AVAILABLE RECORDS:
○ ○ ○

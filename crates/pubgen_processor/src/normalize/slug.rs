/*
SPDX-License-Identifier: MPL-2.0
SPDX-FileCopyrightText: © 2023-2026 Bruce D'Arcus
*/

//! Title slugs and output filenames.

use lazy_static::lazy_static;
use regex::Regex;

use super::text::strip_formatting;

lazy_static! {
    // A bracketed run (greedy) or any character outside the slug alphabet.
    static ref UNSLUGGABLE: Regex = Regex::new(r"\[.*\]|[^a-zA-Z0-9_-]").unwrap();
}

/// A title reduced to a filename-safe identifier.
#[derive(Debug, Clone, PartialEq, Eq)]
pub struct Slug {
    /// Title without formatting characters, spaces turned into dashes.
    pub clean_title: String,
    pub url_slug: String,
}

impl Slug {
    pub fn from_title(title: &str) -> Self {
        let clean_title = strip_formatting(title).replace(' ', "-");
        let url_slug = collapse_dashes(&UNSLUGGABLE.replace_all(&clean_title, ""));
        Self {
            clean_title,
            url_slug,
        }
    }

    /// The page name without extension, as used in the permalink.
    pub fn html_filename(&self, date: &str) -> String {
        collapse_dashes(&format!("{}-{}", date, self.url_slug))
    }

    /// The on-disk document name.
    pub fn md_filename(&self, date: &str) -> String {
        collapse_dashes(&format!("{}-{}.md", date, self.url_slug))
    }
}

/// One left-to-right pass of `--` to `-`. Runs of three or more dashes are
/// only partly collapsed.
pub fn collapse_dashes(text: &str) -> String {
    text.replace("--", "-")
}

○ ○ ○

EXERCISE:
For the records above, state how many lines contain "UNSLUGGABLE", and nothing more.

OUTPUT OF THE EXERCISE:
2